April 24, 2024

‘It’s something we do’

Diehl builds dynasty with Clarke softball

Clarke sophomore shortstop Vanessa Bakley said it best after her team’s 9-2 win over Saydel on July 13 gave the Lady Indians their third straight trip to the State Softball Tournament in Fort Dodge.

“Now it’s just like it’s Clarke softball, it’s something we do,” she said. “We’re there all the time.”

Even though few outside of Clarke County believed the Lady Indians could make it back to state this year, that’s what the expectation has become of head coach Lindsay Diehl’s Clarke softball team.

But it wasn’t always that way.

Diehl took over the softball program in 2010 after the Lady Indians had won just six games the previous year.

“To step back in time and to think about when I first came here, and I stepped into the shed and there were buckets of white balls and I was loaded with eighth-graders and freshmen,” Diehl said. “To get to where it is now, I just think there have been some awesome players who have come through this program in the last five or six years.

“Sometimes I wonder, as much time and effort as I put into it, but it’s totally worth it, because the reward is watching them dogpile to get back to Fort Dodge. There’s nothing that compares to it.”

It didn’t take long for Diehl to start turning the ship around.

She guided the team to 16 victories in her first year at the helm and then increased the victory total to 18 wins in her second season.

By the time her third season as head coach came to a close, the Lady Indians had won 28 games and lost only six, falling in the regional finals to Mid-Prairie.

“Every year kind of built off the next,” she said. “I felt like I was coaching at a college. Having had that experience at Iowa Central, I watched their confidence grow and their skill level grow.”

Fans of Clarke softball know the rest of the story.

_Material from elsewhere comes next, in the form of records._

/// Available crudgen commands
#[derive(Subcommand)]
pub enum Commands {
    /// Generate a model (and optionally a factory) for a table
    Model {
        /// Table name (e.g. `products`)
        table: String,

        /// Singular label (default: title-cased singular table name)
        #[arg(long)]
        label: Option<String>,

        /// Plural label (default: title-cased table name)
        #[arg(long)]
        plural_label: Option<String>,

        /// Also generate a factory
        #[arg(long, default_value_t = false)]
        factory: bool,

        /// Print the command that scaffolds an observer
        #[arg(long, default_value_t = false)]
        observer: bool,
    },
    /// Generate a repository and bind it in the service provider
    Repository {
        /// Repository class name (e.g. `ProductRepository`)
        name: String,

        /// Model the repository serves; omit for an empty repository
        #[arg(long)]
        model: Option<String>,

        /// Columns matched by the `search` filter (comma-separated)
        #[arg(long, value_delimiter = ',')]
        filter_fields: Vec<String>,
    },
    /// Generate the CRUD use cases of a model, or one blank use case
    UseCases {
        /// Model name, or the class name with `--blank`
        name: String,

        /// Generate a single empty use case named NAME
        #[arg(long, default_value_t = false)]
        blank: bool,

        /// Sub-directory of a blank use case (default: NAME)
        #[arg(long, requires = "blank")]
        directory: Option<String>,
    },
    /// Generate the CRUD actions of a model, or one blank action
    Actions {
        /// Model name, or the class name with `--blank`
        name: String,

        /// Generate a single empty action named NAME
        #[arg(long, default_value_t = false)]
        blank: bool,

        /// Sub-directory of a blank action (default: NAME)
        #[arg(long, requires = "blank")]
        directory: Option<String>,

        /// Also generate the model's route group
        #[arg(long, default_value_t = false, conflicts_with = "blank")]
        with_routes: bool,
    },
    /// Generate a model's form request, or one blank request
    Request {
        /// Model name, or the class name with `--blank`
        name: String,

        /// Generate an empty request named NAME
        #[arg(long, default_value_t = false)]
        blank: bool,
    },
    /// Generate a model's route group, or one blank group
    Routes {
        /// Model name, or the group name with `--blank`
        name: String,

        /// Generate a group with a single placeholder route
        #[arg(long, default_value_t = false)]
        blank: bool,
    },
    /// Generate model, repository, use cases, routes and actions for a table
    Crud {
        /// Table name (e.g. `products`)
        table: String,

        #[arg(long)]
        label: Option<String>,

        #[arg(long)]
        plural_label: Option<String>,

        #[arg(long, default_value_t = false)]
        factory: bool,

        #[arg(long, default_value_t = false)]
        observer: bool,

        /// Columns matched by the `search` filter (comma-separated)
        #[arg(long, value_delimiter = ',')]
        filter_fields: Vec<String>,
    },
    /// Print what would be inferred for a table
    Inspect {
        table: String,

        #[arg(long, value_enum, default_value_t = OutputFormat::Json)]
        format: OutputFormat,
    },
    /// Run filter parameters against a JSON rows file, or print the SQL they produce
    Query {
        /// JSON array of row objects
        #[arg(long, required_unless_present = "sql")]
        rows: Option<PathBuf>,

        /// Table of the schema snapshot; required with `--sql`
        #[arg(long)]
        table: Option<String>,

        /// Filter entry `key=value` (repeatable), e.g. `price_gt=10`
        #[arg(short, long = "filter", value_parser = parse_filter)]
        filters: Vec<(String, String)>,

        /// Filter map as a JSON object, for `_or` groups
        #[arg(long)]
        filters_json: Option<String>,

        /// Selected columns (comma-separated)
        #[arg(long, value_delimiter = ',')]
        columns: Vec<String>,

        #[arg(long, default_value = "created_at")]
        order_column: String,

        #[arg(long, default_value = "asc")]
        order_direction: String,

        #[arg(long, default_value_t = 1)]
        page: u64,

        /// Page size (default: `default_per_page` from the config)
        #[arg(long)]
        per_page: Option<u64>,

        /// Return every row instead of a page
        #[arg(long, default_value_t = false)]
        all: bool,

        /// Columns matched by the `search` filter (comma-separated)
        #[arg(long, value_delimiter = ',')]
        search_fields: Vec<String>,

        /// Print parameterized SQL instead of evaluating rows
        #[arg(long, default_value_t = false)]
        sql: bool,

        /// Base URL of the page links
        #[arg(long, default_value = "/")]
        path: String,
    },
    /// Write a starter crudgen.toml if none exists
    Init {
        /// Root PHP namespace
        #[arg(long, default_value = "App")]
        namespace: String,

        /// Schema snapshot path written into the file
        #[arg(long, default_value = "schema.yaml")]
        schema_file: String,
    },
}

The following year, the Lady Indians upset West Burlington Notre Dame in the regional finals, advancing to the school’s first state tournament since 1995, when the Lady Indians won the state championship.

Clarke went on to finish runner-up in Class 3A that year, losing to Bondurant-Farrar in the title game.

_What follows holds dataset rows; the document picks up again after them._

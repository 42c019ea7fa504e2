//! # crudgen
//!
//! **crudgen** scaffolds the CRUD layers of a Laravel application from a
//! database schema snapshot, and ships the suffix-driven query filter DSL the
//! generated code relies on as a native Rust library.
//!
//! ## Overview
//!
//! Given a table name, crudgen inspects the table's columns and emits model,
//! factory, repository, use-case, action, form-request and route files that
//! follow a layered Model → Repository → UseCase → Action/Route architecture.
//! Shared files (the service provider and the API route file) are patched
//! idempotently: re-running a command never duplicates a binding or an import.
//!
//! ## Architecture
//!
//! The library is organized into these modules:
//!
//! - **[`schema`]** - Column types, table metadata and the schema snapshot loader
//! - **[`relations`]** - Pure inference of fillable lists, casts, relationships and slug fields
//! - **[`naming`]** - Case conversion and English singular/plural inflection
//! - **[`generator`]** - Template rendering, artifact writing and registration patching
//! - **[`query`]** - Filter DSL, filter/pagination value objects, SQL and in-memory query builders
//! - **[`config`]** - `crudgen.toml` project layout
//! - **[`prompt`]** - Confirmation prompts (stdin, fixed, default, scripted)
//! - **[`logging`]** - `tracing` subscriber setup
//! - **[`cli`]** - The `crudgen` command line
//!
//! ### Generation Flow
//!
//! ```mermaid
//! sequenceDiagram
//!     participant User
//!     participant CLI as CLI<br/>(crudgen)
//!     participant Config as config::resolve_config
//!     participant Schema as schema::load_schema
//!     participant Infer as relations::infer_model
//!     participant Gen as generator::Generator
//!     participant FS as File System
//!
//!     User->>CLI: crudgen crud products --factory
//!     CLI->>Config: resolve crudgen.toml
//!     Config-->>CLI: GeneratorConfig
//!     CLI->>Schema: load schema.yaml
//!     Schema-->>CLI: SchemaSnapshot
//!     CLI->>Gen: generate_crud(request)
//!     Gen->>Infer: fillable, casts, relations, slugs
//!     Infer-->>Gen: ModelInference
//!     Gen->>Gen: Render every artifact of the step
//!     Gen->>FS: Write / skip / overwrite after confirmation
//!     Gen->>FS: Patch AppServiceProvider and routes/api.php
//!     Gen-->>CLI: Vec<GeneratedArtifact>
//! ```
//!
//! ### Query Flow
//!
//! ```text
//! filter parameters → FilterMap → dsl::apply_filters → Predicate tree
//!     → QueryBuilder (SqlQuery | MemoryQuery) → ORDER BY → pagination → QueryOutput
//! ```
//!
//! ## Quick Start
//!
//! ```bash
//! crudgen init
//! crudgen crud products --factory --filter-fields name,sku
//! crudgen query --rows products.json -f price_gt=10 --per-page 5
//! ```
//!
//! ## Filter DSL
//!
//! ```rust
//! use crudgen::query::{apply_filters, filter_map, SqlQuery};
//!
//! let mut query = SqlQuery::new("products", &["id", "name", "price"]);
//! apply_filters(&mut query, &filter_map([("price_gt", "10"), ("name_like", "lamp")]));
//! let sql = query.select_sql(&[], None);
//! assert_eq!(
//!     sql.sql,
//!     "SELECT * FROM `products` WHERE `name` LIKE ?1 AND `price` > ?2"
//! );
//! assert_eq!(sql.params, vec!["%lamp%", "10"]);
//! ```

pub mod cli;
pub mod config;
pub mod error;
pub mod generator;
pub mod logging;
pub mod naming;
pub mod prompt;
pub mod query;
pub mod relations;
pub mod schema;

pub use config::GeneratorConfig;
pub use error::{GeneratorError, GeneratorResult};
pub use generator::{ArtifactStatus, GeneratedArtifact, Generator};
pub use schema::{SchemaIntrospector, SchemaSnapshot};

Then, in 2014, the Lady Indians fought their way back to the state title game, and this time, beat Bondurant-Farrar on a Carley Robins walkoff home run in the bottom of the seventh inning.

After losing five senior starters from the state championship team, the Lady Indians endured a rebuilding year this year, but peaked at the right time to make it back to the state tournament with a 20-17 record.

Relationships

There are a few reasons Diehl has built the program into the perennial state contender that it is, but one of the biggest reasons is the relationships she builds with her players.

“I think relationships are huge, getting to know kids,” she said. “I tell kids I love them and I sincerely mean it. I don’t have any children of my own, but I really feel that during the season, and even in the offseason, that I am the mother of a lot of kids. I expect a lot of them and they know that. They let me be really hard on them, but I love on them just as easily. I think that is a difference maker for a good program, is the relationships you build with kids.”

Those relationships were on full display after Clarke’s 9-2 win over Saydel in the regional final on July 13.

Player after player hugged Diehl and thanked her. While sharing a hug with an emotion Bakley, the Clarke shortstop said to her coach, “I love you.”

Diehl is able to pull the absolute maximum effort out of her players because they’re willing to do anything for her.

“When you set the expectation, it’s amazing to watch kids rise to it and believe in what they’re doing,” Diehl said.

That expectation is being set in girls at a young age in Osceola, paving the way for continued success in the softball program.

“Being the elementary P.E. teacher, I get to start recruiting them when they’re 5 years old,” Diehl said. “I got a banner made last year when we went to state and it said ‘Run to the Roar’ and it had our picture from the regional final. So now when my P.E. girls are warming up, they’ll point to it and say ‘We’re going to Fort Dodge, coach Diehl.’ And they believe it. That’s what the expectation is.”

And that’s how Diehl has built Clarke softball into a dynasty.